Galligani nasce nel 1940 a Farnetella, in provincia di Siena. A Roma studia come direttore della fotografia alla Scuola di cinematografia dove, affascinato dal cinema neorealista, comprende l’importanza del racconto per immagini. Galligani ama definirsi prima di tutto un giornalista, la fotografia è solo un mezzo per esprimersi e raccontare la realtà: “I miei modelli di riferimento vengono dal giornalismo scritto. Non sono mai andato a fotografare le bellezze o i drammi del mondo per fare l’eroe o per vincere un premio fotografico. Ho sempre cercato di svolgere il mio lavoro cogliendo aspetti e particolari della realtà che avevo di fronte, per dare la possibilità al lettore di rendersi conto di ciò che stava accadendo.”

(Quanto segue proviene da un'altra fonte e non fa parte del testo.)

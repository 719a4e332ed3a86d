use core_types::Lifecycle;
use thiserror::Error;

#[derive(Debug, Error, Clone, PartialEq, Eq)]
pub enum EngineError {
    /// Lifecycle violation: only the transitions of §4.5 are legal.
    #[error("illegal transition from {from:?} to {to:?}")]
    IllegalTransition { from: Lifecycle, to: Lifecycle },

    /// An uncaught exception inside the Step Executor terminates the run.
    #[error("step executor raised an uncaught error: {0}")]
    StepExecutorFailure(String),
}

Nel 1964 entra a far parte della redazione del quotidiano Il Giorno, un’esperienza che insieme agli studi di cinema completa la sua formazione da fotogiornalista. Nel 1975 diventa uno dei fotografi di Epoca, dove rimane fino alla chiusura nel 1997; in questi anni ha l’occasione anche di ricoprire il ruolo di photo editor per il settimanale. All’estero, Galligani ha collaborato per molti anni con la popolare rivista statunitense Life.

La retrospettiva Alla luce dei fatti sarà aperta fino al 4 giugno.